In the second study researchers analyzed scans of adults, and newborn babies with various neurological disorders, and of pregnant women with rashes indicative of a Zika infection. There were common Magnetic Resonance Imaging (MRI) findings that included enhancement of certain spinal and facial nerves. In addition, the researchers found orbital injuries and changes in the anatomy of brain tissue in the MRI scans of the newborn babies.

A third study consisted of ultrasound, and fetal MRI scans in pregnant women suffering from a Zika infection. After the babies were born, ultrasound, CT and MRI scans revealed that more than half of them had lost brain tissue volume, or suffered from microcephaly, brain calcifications and other structural changes. The researchers used 3-D virtual and physical skull models for their research.
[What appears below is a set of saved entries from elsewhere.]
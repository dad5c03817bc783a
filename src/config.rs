use serde::{Deserialize, Serialize};
use std::path::{Path, PathBuf};

/// Default embedding model (the corpus is English; MiniLM is small and
/// good enough for a few thousand records)
const DEFAULT_MODEL: &str = "all-MiniLM-L6-v2";
/// Default similarity floor for retrieval
const DEFAULT_THRESHOLD: f32 = 0.25;
/// Default number of recommendations per chat turn
const DEFAULT_LIMIT: usize = 3;
/// Default HTTP bind address
const DEFAULT_BIND: &str = "0.0.0.0:5000";

/// Configuration for the embedding model and vector retrieval.
#[derive(Clone, Debug, Serialize, Deserialize)]
pub struct SemanticConfig {
    /// Model name for embeddings (e.g., "all-MiniLM-L6-v2")
    #[serde(default = "default_model")]
    pub model: String,

    /// Minimum similarity score for a hit [0.0, 1.0]
    #[serde(default = "default_threshold")]
    pub default_threshold: f32,
}

impl Default for SemanticConfig {
    fn default() -> Self {
        Self {
            model: DEFAULT_MODEL.to_string(),
            default_threshold: DEFAULT_THRESHOLD,
        }
    }
}

/// Configuration for result counts.
#[derive(Clone, Debug, Serialize, Deserialize)]
pub struct SearchConfig {
    /// Recommendations returned per chat turn
    #[serde(default = "default_limit")]
    pub default_limit: usize,
}

impl Default for SearchConfig {
    fn default() -> Self {
        Self {
            default_limit: DEFAULT_LIMIT,
        }
    }
}

/// Configuration for the HTTP chat server.
#[derive(Clone, Debug, Serialize, Deserialize)]
pub struct ServerConfig {
    /// Bind address for the daemon
    #[serde(default = "default_bind")]
    pub bind: String,
}

impl Default for ServerConfig {
    fn default() -> Self {
        Self {
            bind: DEFAULT_BIND.to_string(),
        }
    }
}

fn default_model() -> String {
    DEFAULT_MODEL.to_string()
}

fn default_threshold() -> f32 {
    DEFAULT_THRESHOLD
}

fn default_limit() -> usize {
    DEFAULT_LIMIT
}

fn default_bind() -> String {
    DEFAULT_BIND.to_string()
}

#[derive(Clone, Debug, Default, Serialize, Deserialize)]
pub struct Config {
    #[serde(default)]
    pub semantic: SemanticConfig,
    #[serde(default)]
    pub search: SearchConfig,
    #[serde(default)]
    pub server: ServerConfig,

    #[serde(skip_serializing, skip_deserializing)]
    base_path: PathBuf,
}

impl Config {
    fn validate(&self) {
        if !(0.0..=1.0).contains(&self.semantic.default_threshold) {
            panic!(
                "semantic.default_threshold must be between 0.0 and 1.0, got {}",
                self.semantic.default_threshold
            );
        }

        if self.semantic.model.trim().is_empty() {
            panic!("semantic.model must not be empty");
        }

        if self.search.default_limit == 0 {
            panic!("search.default_limit must be greater than 0");
        }

        if self.server.bind.trim().is_empty() {
            panic!("server.bind must not be empty");
        }
    }

    /// Load config.yaml from the data directory, creating a default file
    /// on first run.
    pub fn load_with(base_path: &Path) -> Self {
        let path = base_path.join("config.yaml");

        if !path.exists() {
            if let Some(parent) = path.parent() {
                std::fs::create_dir_all(parent).expect("couldnt create data directory");
            }
            std::fs::write(&path, serde_yml::to_string(&Self::default()).unwrap())
                .expect("couldnt write default config");
        }

        let config_str = std::fs::read_to_string(&path).expect("couldnt read config file");
        let mut config: Self = serde_yml::from_str(&config_str).expect("config is malformed");

        config.base_path = base_path.to_path_buf();

        config.validate();

        // resave in case the config version needs an upgrade
        if config_str != serde_yml::to_string(&config).unwrap() {
            config.save();
        }

        config
    }

    pub fn save(&self) {
        let path = self.base_path.join("config.yaml");
        std::fs::write(&path, serde_yml::to_string(&self).unwrap())
            .expect("couldnt write config file");
    }
}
Author of the first study, Natacha Calheiros de Lima Petribu, MD, Department of Radiology, Barão de Lucena Hospital (Recife, Brazil), said, "We live in Pernambuco, a state in northeastern Brazil, which had the highest number of patients with microcephaly during the Zika outbreak in our country. Our study proves that Zika virus infection can cause congenital brain damage in babies with and without microcephaly."